** Listed entries **
[Start of Attachment]

//! Per-gene reductions shared by dense and sparse storage.
//!
//! Everything the HVG flavors need from a matrix is a column (gene) reduction,
//! so the statistics code is written once against [`GeneReductions`] and the
//! two storage types each implement it without densifying.

use nalgebra::DMatrix;
use rayon::prelude::*;
use sprs::CsMat;

/// Column-wise reductions over a cells × genes matrix.
pub trait GeneReductions: Sync {
    /// Number of cells (rows).
    fn n_cells(&self) -> usize;

    /// Number of genes (columns).
    fn n_genes(&self) -> usize;

    /// Sum of values per gene.
    fn gene_sums(&self) -> Vec<f64>;

    /// Sum of squared deviations from `centers` per gene, implicit zeros included.
    fn centered_sq_sums(&self, centers: &[f64]) -> Vec<f64>;

    /// Per-gene `(Σ min(x, clip), Σ min(x, clip)²)` after clipping each value
    /// at its gene's clip value.
    fn clipped_sums(&self, clip: &[f64]) -> (Vec<f64>, Vec<f64>);

    /// Number of cells with a strictly positive value per gene.
    fn detected_cells(&self) -> Vec<usize>;

    /// Whether every value is a non-negative integer.
    fn is_nonnegative_integer(&self) -> bool;
}

fn is_count(v: f64) -> bool {
    v >= 0.0 && v.fract() == 0.0
}

impl GeneReductions for DMatrix<f64> {
    fn n_cells(&self) -> usize {
        self.nrows()
    }

    fn n_genes(&self) -> usize {
        self.ncols()
    }

    fn gene_sums(&self) -> Vec<f64> {
        (0..self.ncols())
            .into_par_iter()
            .map(|j| self.column(j).iter().sum())
            .collect()
    }

    fn centered_sq_sums(&self, centers: &[f64]) -> Vec<f64> {
        (0..self.ncols())
            .into_par_iter()
            .map(|j| {
                let c = centers[j];
                self.column(j).iter().map(|&v| (v - c) * (v - c)).sum()
            })
            .collect()
    }

    fn clipped_sums(&self, clip: &[f64]) -> (Vec<f64>, Vec<f64>) {
        (0..self.ncols())
            .into_par_iter()
            .map(|j| {
                let limit = clip[j];
                self.column(j).iter().fold((0.0, 0.0), |(s, sq), &v| {
                    let v = if v > limit { limit } else { v };
                    (s + v, sq + v * v)
                })
            })
            .unzip()
    }

    fn detected_cells(&self) -> Vec<usize> {
        (0..self.ncols())
            .into_par_iter()
            .map(|j| self.column(j).iter().filter(|&&v| v > 0.0).count())
            .collect()
    }

    fn is_nonnegative_integer(&self) -> bool {
        self.iter().all(|&v| is_count(v))
    }
}

impl GeneReductions for CsMat<f64> {
    fn n_cells(&self) -> usize {
        self.rows()
    }

    fn n_genes(&self) -> usize {
        self.cols()
    }

    fn gene_sums(&self) -> Vec<f64> {
        let mut sums = vec![0.0; self.cols()];
        for row_vec in self.outer_iterator() {
            for (col, &val) in row_vec.iter() {
                sums[col] += val;
            }
        }
        sums
    }

    fn centered_sq_sums(&self, centers: &[f64]) -> Vec<f64> {
        let mut sq = vec![0.0; self.cols()];
        let mut stored = vec![0usize; self.cols()];
        for row_vec in self.outer_iterator() {
            for (col, &val) in row_vec.iter() {
                let d = val - centers[col];
                sq[col] += d * d;
                stored[col] += 1;
            }
        }
        // Every implicit zero deviates from the center by the center itself.
        let n = self.rows();
        for (col, total) in sq.iter_mut().enumerate() {
            let implicit = (n - stored[col]) as f64;
            *total += implicit * centers[col] * centers[col];
        }
        sq
    }

    fn clipped_sums(&self, clip: &[f64]) -> (Vec<f64>, Vec<f64>) {
        let mut sums = vec![0.0; self.cols()];
        let mut sq = vec![0.0; self.cols()];
        for row_vec in self.outer_iterator() {
            for (col, &val) in row_vec.iter() {
                let v = if val > clip[col] { clip[col] } else { val };
                sums[col] += v;
                sq[col] += v * v;
            }
        }
        (sums, sq)
    }

    fn detected_cells(&self) -> Vec<usize> {
        let mut counts = vec![0usize; self.cols()];
        for row_vec in self.outer_iterator() {
            for (col, &val) in row_vec.iter() {
                if val > 0.0 {
                    counts[col] += 1;
                }
            }
        }
        counts
    }

    fn is_nonnegative_integer(&self) -> bool {
        self.data().iter().all(|&v| is_count(v))
    }
}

[End of Attachment]

** What needs to be done **
Going through the records above, count the lines that include the word "total". Give the number alone.

** Response to this exercise **
2